“Soft power” is the ability to get what you want through attraction, particularly to a country’s culture, ideals, and policies, rather than through various forms of hard force such as, in descending order, military might, diplomatic coercion, or economic bribery.
Author Joseph Nye, the Dean of Harvard’s Kennedy School of Government, quotes Newt Gingrich to the effect that the measuring rod of our success is not how many enemies are killed but instead, how many allies are gathered.
An effective president uses “smart power,” an ever-evolving balance of command and control, (hard) power and soft power that co-opt.

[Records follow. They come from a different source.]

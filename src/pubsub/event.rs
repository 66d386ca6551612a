//! Pub/sub events decoded from push frames.
//!
//! The store pushes three-element multi-bulk frames on a subscribed
//! connection:
//!
//! ```text
//! ["message",     channel, payload]
//! ["subscribe",   channel, subscription-count]
//! ["unsubscribe", channel, subscription-count]
//! ```
//!
//! Anything else on a subscribed connection is a protocol error.

use std::fmt;

use bytes::Bytes;

use crate::error::{RespwireError, Result};
use crate::protocol::Frame;

/// Kind of pub/sub notification.
#[derive(Debug, Clone, Copy, PartialEq, Eq, Hash)]
pub enum EventKind {
    /// Confirmation of a `SUBSCRIBE` for one channel.
    Subscribe,
    /// Confirmation of an `UNSUBSCRIBE` for one channel.
    Unsubscribe,
    /// A message published to a subscribed channel.
    Message,
}

impl EventKind {
    /// Parse the first element of a push frame.
    pub fn from_bytes(kind: &[u8]) -> Option<Self> {
        match kind {
            b"subscribe" => Some(EventKind::Subscribe),
            b"unsubscribe" => Some(EventKind::Unsubscribe),
            b"message" => Some(EventKind::Message),
            _ => None,
        }
    }

    /// Wire name of the kind.
    pub fn as_str(&self) -> &'static str {
        match self {
            EventKind::Subscribe => "subscribe",
            EventKind::Unsubscribe => "unsubscribe",
            EventKind::Message => "message",
        }
    }
}

impl fmt::Display for EventKind {
    fn fmt(&self, f: &mut fmt::Formatter<'_>) -> fmt::Result {
        f.write_str(self.as_str())
    }
}

/// Third element of a push frame.
#[derive(Debug, Clone, PartialEq, Eq)]
pub enum EventPayload {
    /// Message body, opaque bytes.
    Data(Bytes),
    /// Number of channels the connection is subscribed to after the change.
    Count(i64),
}

/// A decoded pub/sub notification.
#[derive(Debug, Clone, PartialEq, Eq)]
pub struct PubSubEvent {
    kind: EventKind,
    channel: String,
    payload: EventPayload,
}

impl PubSubEvent {
    /// Create an event.
    pub fn new(kind: EventKind, channel: impl Into<String>, payload: EventPayload) -> Self {
        Self {
            kind,
            channel: channel.into(),
            payload,
        }
    }

    /// Interpret a decoded frame as a pub/sub event.
    ///
    /// Returns `Ok(None)` for the store's acknowledgement of an `UNSUBSCRIBE`
    /// issued while no channel was subscribed (null channel), which has no
    /// channel to route to.
    pub fn from_frame(frame: Frame) -> Result<Option<Self>> {
        let items = match frame {
            Frame::MultiBulk(items) => items,
            other => {
                return Err(RespwireError::protocol(format!(
                    "expected pub/sub multi-bulk, got {}",
                    other.type_name()
                )))
            }
        };

        let [kind, channel, payload]: [Frame; 3] = items.try_into().map_err(|items: Vec<Frame>| {
            RespwireError::protocol(format!(
                "pub/sub frame must have 3 elements, got {}",
                items.len()
            ))
        })?;

        let kind = kind
            .as_bytes()
            .and_then(|b| EventKind::from_bytes(b))
            .ok_or_else(|| RespwireError::protocol(format!("unknown pub/sub kind {:?}", kind)))?;

        let channel = match channel {
            Frame::BulkString(bytes) => String::from_utf8(bytes.to_vec())
                .map_err(|_| RespwireError::protocol("channel name is not valid UTF-8"))?,
            Frame::Null if kind == EventKind::Unsubscribe => return Ok(None),
            other => {
                return Err(RespwireError::protocol(format!(
                    "channel must be a bulk string, got {}",
                    other.type_name()
                )))
            }
        };

        let payload = match (kind, payload) {
            (EventKind::Message, Frame::BulkString(data)) => EventPayload::Data(data),
            (EventKind::Subscribe | EventKind::Unsubscribe, Frame::Integer(n)) => {
                EventPayload::Count(n)
            }
            (kind, other) => {
                return Err(RespwireError::protocol(format!(
                    "unexpected {} payload for {} event",
                    other.type_name(),
                    kind
                )))
            }
        };

        Ok(Some(Self {
            kind,
            channel,
            payload,
        }))
    }

    /// Kind of notification.
    #[inline]
    pub fn kind(&self) -> EventKind {
        self.kind
    }

    /// Channel the notification is about.
    #[inline]
    pub fn channel(&self) -> &str {
        &self.channel
    }

    /// Raw third element.
    #[inline]
    pub fn payload(&self) -> &EventPayload {
        &self.payload
    }

    /// Message body, for `message` events.
    pub fn data(&self) -> Option<&Bytes> {
        match &self.payload {
            EventPayload::Data(data) => Some(data),
            EventPayload::Count(_) => None,
        }
    }

    /// Subscription count, for `subscribe`/`unsubscribe` events.
    pub fn count(&self) -> Option<i64> {
        match self.payload {
            EventPayload::Count(n) => Some(n),
            EventPayload::Data(_) => None,
        }
    }
}

/// Value a channel handler returns to keep or drop the connection.
#[derive(Debug, Clone, Copy, PartialEq, Eq, Default)]
pub enum Flow {
    /// Keep receiving.
    #[default]
    Continue,
    /// Close the connection.
    Stop,
}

Or as Teddy Roosevelt said, “Speak softly and carry a big stick.”
To illustrate: “$100M might buy a Navy ship of war or an Army brigade with tanks and artillery, two forms of hard power, or it can buy 1,000 diplomats or 10,000 Peace Corps volunteers or a water desalination plant capable of distilling 100M cubic meters of fresh water a year, three softer forms of power.” (From amazon.com review by Robert Steele.)
Soft power is also the ability to attract others and persuade them of the validity and desirability of our values and way of life, to persuade other nations to share our objectives or desired outcomes, the ability to create a unifying consensus, an international cooperation, in part by considering the interests of others.
Soft power can backfire: political scandals, corporate corruption, CEOs acting like pigs at the trough, and other excesses of capitalism can engender cynicism and disenchantment that undermine the lure of a country’s culture, or bring into disrepute its policies, or suggest that it does not walk its talk.
In many respects soft power is akin to President Ronald Reagan’s vision of America as a “shining city on a hill,” a bright beacon of freedom, prosperity, and justice for the entire world. A vision of the United States at its very best, the America we can be, want to be, should be. It is a compelling vision, darkened if at all only by our collective failure to 100 percent live up to its potential.
I like the idea of America as a shining city on a hill.
I would much rather lead by example than by force. An America that works, an America whose schools are the best, whose courts are the fairest, whose prisons are the emptiest, an America where everyone has an opportunity to earn a piece of the pie, where transparency and accountability are the norm, where entrepreneurial capitalism is honored and cronyism capitalism spurned, where government is small and community is large, where it is performance that counts, not race, color, creed, or connections. That is the America I see in my dreams.